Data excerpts
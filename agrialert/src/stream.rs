use std::{
    collections::HashMap,
    sync::{
        atomic::{AtomicBool, AtomicU64, Ordering},
        Arc,
    },
    time::Duration,
};

use agrialert_store::{Alert, AlertStore};
use async_trait::async_trait;
use chrono::{DateTime, Utc};
use parking_lot::RwLock;
use tokio::{
    sync::mpsc,
    time::{interval_at, Instant},
};
use tracing::{debug, error, info, warn};
use uuid::Uuid;

pub const DEFAULT_TICK_INTERVAL: Duration = Duration::from_secs(5);

const SHUTDOWN_GRACE: Duration = Duration::from_secs(5);

#[derive(Debug, Clone, Default, PartialEq, Eq)]
pub struct StreamFilter {
    pub parcel_id: Option<i64>,
}

impl StreamFilter {
    pub fn new() -> Self {
        Self::default()
    }

    pub fn parcel_id(mut self, v: i64) -> Self {
        self.parcel_id = Some(v);

        self
    }
}

#[derive(Debug, Clone, thiserror::Error)]
pub enum StreamError {
    #[error("stream manager is shut down")]
    Closed,

    #[error("failed to query active alerts: {0}")]
    Query(String),

    #[error("failed to deliver alert to observer: {0}")]
    Delivery(String),
}

/// Receiving side of a stream session. `send` is called once per matching
/// alert per tick; `terminated` is called at most once, when the session
/// dies on a query or delivery failure.
#[async_trait]
pub trait AlertObserver: Send + Sync {
    async fn send(&self, alert: Alert) -> anyhow::Result<()>;

    async fn terminated(&self, error: StreamError);
}

/// Bridges a stream session onto an mpsc channel, for server-push
/// transports and tests.
pub struct ChannelObserver(mpsc::Sender<std::result::Result<Alert, StreamError>>);

impl ChannelObserver {
    pub fn new(tx: mpsc::Sender<std::result::Result<Alert, StreamError>>) -> Self {
        Self(tx)
    }
}

#[async_trait]
impl AlertObserver for ChannelObserver {
    async fn send(&self, alert: Alert) -> anyhow::Result<()> {
        self.0
            .send(Ok(alert))
            .await
            .map_err(|_| anyhow::anyhow!("stream receiver dropped"))
    }

    async fn terminated(&self, error: StreamError) {
        let _ = self.0.send(Err(error)).await;
    }
}

/// Opaque handle to one active stream session.
#[derive(Debug, Clone, PartialEq, Eq)]
pub struct StreamHandle {
    pub id: Uuid,
}

struct Session {
    filter: StreamFilter,
    cancelled: Arc<AtomicBool>,
    messages_sent: Arc<AtomicU64>,
    started_at: DateTime<Utc>,
    task: tokio::task::JoinHandle<()>,
}

/// Owns every long-lived alert streaming session.
///
/// Each session is a repeating timer task that re-queries active alerts
/// matching its filter and pushes them to the observer. Ticks for one
/// session never overlap, cancellation is checked at tick boundaries and
/// between pushes, and a failed tick tears down only its own session.
#[derive(Clone)]
pub struct StreamManager {
    store: AlertStore,
    tick_interval: Duration,
    sessions: Arc<RwLock<HashMap<Uuid, Session>>>,
    closed: Arc<AtomicBool>,
}

impl StreamManager {
    pub fn new(store: AlertStore) -> Self {
        Self {
            store,
            tick_interval: DEFAULT_TICK_INTERVAL,
            sessions: Arc::new(RwLock::new(HashMap::new())),
            closed: Arc::new(AtomicBool::new(false)),
        }
    }

    pub fn tick_interval(mut self, v: Duration) -> Self {
        self.tick_interval = v;

        self
    }

    pub fn start_stream<O: AlertObserver + 'static>(
        &self,
        filter: StreamFilter,
        observer: O,
    ) -> std::result::Result<StreamHandle, StreamError> {
        if self.closed.load(Ordering::SeqCst) {
            return Err(StreamError::Closed);
        }

        let id = Uuid::new_v4();
        let cancelled = Arc::new(AtomicBool::new(false));
        let messages_sent = Arc::new(AtomicU64::new(0));

        let mut sessions = self.sessions.write();

        let task = tokio::spawn(run_session(
            id,
            self.store.clone(),
            filter.clone(),
            Arc::new(observer),
            self.tick_interval,
            cancelled.clone(),
            messages_sent.clone(),
            self.sessions.clone(),
        ));

        sessions.insert(
            id,
            Session {
                filter,
                cancelled,
                messages_sent,
                started_at: Utc::now(),
                task,
            },
        );

        info!(session = %id, sessions = sessions.len(), "stream session started");

        Ok(StreamHandle { id })
    }

    /// Idempotent: the first call cancels the session task and removes it
    /// from the registry; later calls return false.
    pub fn cancel(&self, handle: &StreamHandle) -> bool {
        let Some(session) = self.sessions.write().remove(&handle.id) else {
            return false;
        };

        if session
            .cancelled
            .compare_exchange(false, true, Ordering::SeqCst, Ordering::SeqCst)
            .is_err()
        {
            return false;
        }

        session.task.abort();

        info!(
            session = %handle.id,
            messages_sent = session.messages_sent.load(Ordering::SeqCst),
            started_at = %session.started_at,
            parcel_id = session.filter.parcel_id,
            "stream session cancelled"
        );

        true
    }

    pub fn session_count(&self) -> usize {
        self.sessions.read().len()
    }

    pub fn messages_sent(&self, handle: &StreamHandle) -> Option<u64> {
        self.sessions
            .read()
            .get(&handle.id)
            .map(|s| s.messages_sent.load(Ordering::SeqCst))
    }

    /// Cancels all outstanding sessions, stops accepting new ones, and
    /// waits briefly for in-flight ticks before aborting stragglers.
    pub async fn shutdown(&self) {
        self.closed.store(true, Ordering::SeqCst);

        let sessions: Vec<(Uuid, Session)> = self.sessions.write().drain().collect();

        info!(sessions = sessions.len(), "shutting down stream manager");

        for (id, session) in sessions {
            session.cancelled.store(true, Ordering::SeqCst);

            let mut task = session.task;

            if tokio::time::timeout(SHUTDOWN_GRACE, &mut task).await.is_err() {
                warn!(session = %id, "stream session did not stop in time, aborting");
                task.abort();
            }
        }
    }
}

#[allow(clippy::too_many_arguments)]
async fn run_session<O: AlertObserver + 'static>(
    id: Uuid,
    store: AlertStore,
    filter: StreamFilter,
    observer: Arc<O>,
    tick_interval: Duration,
    cancelled: Arc<AtomicBool>,
    messages_sent: Arc<AtomicU64>,
    sessions: Arc<RwLock<HashMap<Uuid, Session>>>,
) {
    let mut interval = interval_at(Instant::now(), tick_interval);

    loop {
        interval.tick().await;

        if cancelled.load(Ordering::SeqCst) {
            return;
        }

        let alerts = match filter.parcel_id {
            Some(parcel_id) => store.find_active_by_parcel(parcel_id).await,
            _ => store.find_active().await,
        };

        let alerts = match alerts {
            Ok(alerts) => alerts,
            Err(err) => {
                teardown(
                    id,
                    &cancelled,
                    &sessions,
                    observer.as_ref(),
                    StreamError::Query(err.to_string()),
                )
                .await;

                return;
            }
        };

        for alert in alerts {
            if cancelled.load(Ordering::SeqCst) {
                return;
            }

            if let Err(err) = observer.send(alert).await {
                teardown(
                    id,
                    &cancelled,
                    &sessions,
                    observer.as_ref(),
                    StreamError::Delivery(err.to_string()),
                )
                .await;

                return;
            }

            messages_sent.fetch_add(1, Ordering::SeqCst);
        }

        debug!(session = %id, "stream tick completed");
    }
}

/// Removes the session and signals the observer exactly once. The
/// cancellation flag doubles as the once-guard against a concurrent
/// `cancel` call.
async fn teardown<O: AlertObserver>(
    id: Uuid,
    cancelled: &AtomicBool,
    sessions: &RwLock<HashMap<Uuid, Session>>,
    observer: &O,
    error: StreamError,
) {
    if cancelled
        .compare_exchange(false, true, Ordering::SeqCst, Ordering::SeqCst)
        .is_err()
    {
        return;
    }

    sessions.write().remove(&id);

    error!(session = %id, error = %error, "stream session failed");

    observer.terminated(error).await;
}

#### [EXERCISE REQUIREMENTS]
For every entry above, give it back exactly as written.

#### [TASK SOLUTION]
filename agrialert/src/stream.rs
use std::{
    collections::HashMap,
    sync::{
        atomic::{AtomicBool, AtomicU64, Ordering},
        Arc,
    },
    time::Duration,
};

use agrialert_store::{Alert, AlertStore};
use async_trait::async_trait;
use chrono::{DateTime, Utc};
use parking_lot::RwLock;
use tokio::{
    sync::mpsc,
    time::{interval_at, Instant},
};
use tracing::{debug, error, info, warn};
use uuid::Uuid;

pub const DEFAULT_TICK_INTERVAL: Duration = Duration::from_secs(5);

const SHUTDOWN_GRACE: Duration = Duration::from_secs(5);

#[derive(Debug, Clone, Default, PartialEq, Eq)]
pub struct StreamFilter {
    pub parcel_id: Option<i64>,
}

impl StreamFilter {
    pub fn new() -> Self {
        Self::default()
    }

    pub fn parcel_id(mut self, v: i64) -> Self {
        self.parcel_id = Some(v);

        self
    }
}

#[derive(Debug, Clone, thiserror::Error)]
pub enum StreamError {
    #[error("stream manager is shut down")]
    Closed,

    #[error("failed to query active alerts: {0}")]
    Query(String),

    #[error("failed to deliver alert to observer: {0}")]
    Delivery(String),
}

/// Receiving side of a stream session. `send` is called once per matching
/// alert per tick; `terminated` is called at most once, when the session
/// dies on a query or delivery failure.
#[async_trait]
pub trait AlertObserver: Send + Sync {
    async fn send(&self, alert: Alert) -> anyhow::Result<()>;

    async fn terminated(&self, error: StreamError);
}

/// Bridges a stream session onto an mpsc channel, for server-push
/// transports and tests.
pub struct ChannelObserver(mpsc::Sender<std::result::Result<Alert, StreamError>>);

impl ChannelObserver {
    pub fn new(tx: mpsc::Sender<std::result::Result<Alert, StreamError>>) -> Self {
        Self(tx)
    }
}

#[async_trait]
impl AlertObserver for ChannelObserver {
    async fn send(&self, alert: Alert) -> anyhow::Result<()> {
        self.0
            .send(Ok(alert))
            .await
            .map_err(|_| anyhow::anyhow!("stream receiver dropped"))
    }

    async fn terminated(&self, error: StreamError) {
        let _ = self.0.send(Err(error)).await;
    }
}

/// Opaque handle to one active stream session.
#[derive(Debug, Clone, PartialEq, Eq)]
pub struct StreamHandle {
    pub id: Uuid,
}

struct Session {
    filter: StreamFilter,
    cancelled: Arc<AtomicBool>,
    messages_sent: Arc<AtomicU64>,
    started_at: DateTime<Utc>,
    task: tokio::task::JoinHandle<()>,
}

/// Owns every long-lived alert streaming session.
///
/// Each session is a repeating timer task that re-queries active alerts
/// matching its filter and pushes them to the observer. Ticks for one
/// session never overlap, cancellation is checked at tick boundaries and
/// between pushes, and a failed tick tears down only its own session.
#[derive(Clone)]
pub struct StreamManager {
    store: AlertStore,
    tick_interval: Duration,
    sessions: Arc<RwLock<HashMap<Uuid, Session>>>,
    closed: Arc<AtomicBool>,
}

impl StreamManager {
    pub fn new(store: AlertStore) -> Self {
        Self {
            store,
            tick_interval: DEFAULT_TICK_INTERVAL,
            sessions: Arc::new(RwLock::new(HashMap::new())),
            closed: Arc::new(AtomicBool::new(false)),
        }
    }

    pub fn tick_interval(mut self, v: Duration) -> Self {
        self.tick_interval = v;

        self
    }

    pub fn start_stream<O: AlertObserver + 'static>(
        &self,
        filter: StreamFilter,
        observer: O,
    ) -> std::result::Result<StreamHandle, StreamError> {
        if self.closed.load(Ordering::SeqCst) {
            return Err(StreamError::Closed);
        }

        let id = Uuid::new_v4();
        let cancelled = Arc::new(AtomicBool::new(false));
        let messages_sent = Arc::new(AtomicU64::new(0));

        let mut sessions = self.sessions.write();

        let task = tokio::spawn(run_session(
            id,
            self.store.clone(),
            filter.clone(),
            Arc::new(observer),
            self.tick_interval,
            cancelled.clone(),
            messages_sent.clone(),
            self.sessions.clone(),
        ));

        sessions.insert(
            id,
            Session {
                filter,
                cancelled,
                messages_sent,
                started_at: Utc::now(),
                task,
            },
        );

        info!(session = %id, sessions = sessions.len(), "stream session started");

        Ok(StreamHandle { id })
    }

    /// Idempotent: the first call cancels the session task and removes it
    /// from the registry; later calls return false.
    pub fn cancel(&self, handle: &StreamHandle) -> bool {
        let Some(session) = self.sessions.write().remove(&handle.id) else {
            return false;
        };

        if session
            .cancelled
            .compare_exchange(false, true, Ordering::SeqCst, Ordering::SeqCst)
            .is_err()
        {
            return false;
        }

        session.task.abort();

        info!(
            session = %handle.id,
            messages_sent = session.messages_sent.load(Ordering::SeqCst),
            started_at = %session.started_at,
            parcel_id = session.filter.parcel_id,
            "stream session cancelled"
        );

        true
    }

    pub fn session_count(&self) -> usize {
        self.sessions.read().len()
    }

    pub fn messages_sent(&self, handle: &StreamHandle) -> Option<u64> {
        self.sessions
            .read()
            .get(&handle.id)
            .map(|s| s.messages_sent.load(Ordering::SeqCst))
    }

    /// Cancels all outstanding sessions, stops accepting new ones, and
    /// waits briefly for in-flight ticks before aborting stragglers.
    pub async fn shutdown(&self) {
        self.closed.store(true, Ordering::SeqCst);

        let sessions: Vec<(Uuid, Session)> = self.sessions.write().drain().collect();

        info!(sessions = sessions.len(), "shutting down stream manager");

        for (id, session) in sessions {
            session.cancelled.store(true, Ordering::SeqCst);

            let mut task = session.task;

            if tokio::time::timeout(SHUTDOWN_GRACE, &mut task).await.is_err() {
                warn!(session = %id, "stream session did not stop in time, aborting");
                task.abort();
            }
        }
    }
}

#[allow(clippy::too_many_arguments)]
async fn run_session<O: AlertObserver + 'static>(
    id: Uuid,
    store: AlertStore,
    filter: StreamFilter,
    observer: Arc<O>,
    tick_interval: Duration,
    cancelled: Arc<AtomicBool>,
    messages_sent: Arc<AtomicU64>,
    sessions: Arc<RwLock<HashMap<Uuid, Session>>>,
) {
    let mut interval = interval_at(Instant::now(), tick_interval);

    loop {
        interval.tick().await;

        if cancelled.load(Ordering::SeqCst) {
            return;
        }

        let alerts = match filter.parcel_id {
            Some(parcel_id) => store.find_active_by_parcel(parcel_id).await,
            _ => store.find_active().await,
        };

        let alerts = match alerts {
            Ok(alerts) => alerts,
            Err(err) => {
                teardown(
                    id,
                    &cancelled,
                    &sessions,
                    observer.as_ref(),
                    StreamError::Query(err.to_string()),
                )
                .await;

                return;
            }
        };

        for alert in alerts {
            if cancelled.load(Ordering::SeqCst) {
                return;
            }

            if let Err(err) = observer.send(alert).await {
                teardown(
                    id,
                    &cancelled,
                    &sessions,
                    observer.as_ref(),
                    StreamError::Delivery(err.to_string()),
                )
                .await;

                return;
            }

            messages_sent.fetch_add(1, Ordering::SeqCst);
        }

        debug!(session = %id, "stream tick completed");
    }
}

/// Removes the session and signals the observer exactly once. The
/// cancellation flag doubles as the once-guard against a concurrent
/// `cancel` call.
async fn teardown<O: AlertObserver>(
    id: Uuid,
    cancelled: &AtomicBool,
    sessions: &RwLock<HashMap<Uuid, Session>>,
    observer: &O,
    error: StreamError,
) {
    if cancelled
        .compare_exchange(false, true, Ordering::SeqCst, Ordering::SeqCst)
        .is_err()
    {
        return;
    }

    sessions.write().remove(&id);

    error!(session = %id, error = %error, "stream session failed");

    observer.terminated(error).await;
}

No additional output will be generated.